La Corte di Cassazione ha ritenuto infondate le censure mosse nei confronti della sentenza della Corte d’Appello di Bari nella parte in cui individuava un obbligo in capo alla società debitrice in concordato preventivo di attivarsi, in caso di inerzia dell’organo della procedura deputato alla dismissione del cespite e a prescindere dall’avvenuta nomina di un commissario liquidatore, per perfezionare il trasferimento di un terreno previsto nel contesto della proposta di concordato preventivo con cessione dei beni, pena la risoluzione dello stesso concordato preventivo ex art. 186 l.fall..
Ad avviso della Suprema Corte, infatti, anche a seguito delle modifiche apportate dal d.lgs. 169/2007 all’art. 186 l.fall., resta attuale il principio per cui il concordato preventivo con cessione dei beni – salva espressa previsione di totale ed immediata liberazione del debitore – debba essere risolto ove emerga che esso sia venuto meno alla sua naturale funzione.
Nonostante la vigente formulazione abbia inteso uniformare la disciplina in materia con quella prevista in tema di concordato fallimentare, rendendo così applicabili, in coerenza con l’accentuata natura privatistica del concordato preventivo, i principi generali in materia di inadempimento contrattuale, la natura del concordato preventivo impedisce una traslazione integrale in seno alla procedura concordataria delle categorie proprie dell’inadempimento contrattuale.

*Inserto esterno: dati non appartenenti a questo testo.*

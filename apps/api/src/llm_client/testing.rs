//! Scripted in-memory model for tests. Responses are served in the order they were queued.

use std::collections::VecDeque;
use std::sync::Mutex;

use async_trait::async_trait;

use super::{LanguageModel, LlmError};

#[derive(Debug)]
pub enum ScriptedReply {
    Text(String),
    Status(u16),
    Empty,
}

impl ScriptedReply {
    pub fn text(content: impl Into<String>) -> Self {
        ScriptedReply::Text(content.into())
    }
}

#[derive(Default)]
pub struct ScriptedModel {
    replies: Mutex<VecDeque<ScriptedReply>>,
    prompts: Mutex<Vec<String>>,
}

impl ScriptedModel {
    pub fn new(replies: impl IntoIterator<Item = ScriptedReply>) -> Self {
        Self {
            replies: Mutex::new(replies.into_iter().collect()),
            prompts: Mutex::new(Vec::new()),
        }
    }

    /// Shorthand for a script made only of successful completions.
    pub fn with_texts<I, S>(texts: I) -> Self
    where
        I: IntoIterator<Item = S>,
        S: Into<String>,
    {
        Self::new(texts.into_iter().map(ScriptedReply::text))
    }

    /// Every prompt received so far, in call order.
    pub fn prompts(&self) -> Vec<String> {
        self.prompts.lock().unwrap().clone()
    }

    pub fn remaining(&self) -> usize {
        self.replies.lock().unwrap().len()
    }
}

#[async_trait]
impl LanguageModel for ScriptedModel {
    async fn complete(&self, prompt: &str) -> Result<String, LlmError> {
        self.prompts.lock().unwrap().push(prompt.to_string());
        match self.replies.lock().unwrap().pop_front() {
            Some(ScriptedReply::Text(text)) => Ok(text),
            Some(ScriptedReply::Status(status)) => Err(LlmError::Api {
                status,
                message: "scripted failure".to_string(),
            }),
            Some(ScriptedReply::Empty) | None => Err(LlmError::EmptyContent),
        }
    }

    fn model_name(&self) -> &str {
        "scripted"
    }
}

Ricorda, infatti, la Corte di Cassazione che il concordato preventivo non è qualificabile come contratto a prestazioni corrispettive, trattandosi, invece, di un istituto caratterizzato da una natura negoziale contemperata da una disciplina che persegue interessi pubblicistici. Pertanto, la non imputabilità dell’inadempimento non rileva ai fini della risoluzione del concordato preventivo poiché l’art. 186 l. fall. intende valorizzare il mancato avveramento secondo una logica diversa da quella di cui all’art. 1218 c.c., che individua nell’inadempimento una fonte di responsabilità a carico della parte inadempiente.
Risulta, viceversa, necessario verificare la prospettiva oggettiva dell’impossibilità di soddisfare i creditori nella misura proposta valorizzando l’inadempimento nella sua dimensione e consistenza, piuttosto che l’aspetto soggettivo dell’ascrivibilità di un simile infruttuoso risultato al debitore e dei profili di colpa a questi imputabili.
In conclusione, secondo la Corte di legittimità, ad assumere primaria rilevanza per la risoluzione del concordato preventivo ex art. 186 l.fall. è, dunque, il mancato raggiungimento del risultato satisfattivo a cui il concordato preventivo era mirato, a prescindere dalle cause di un simile insuccesso.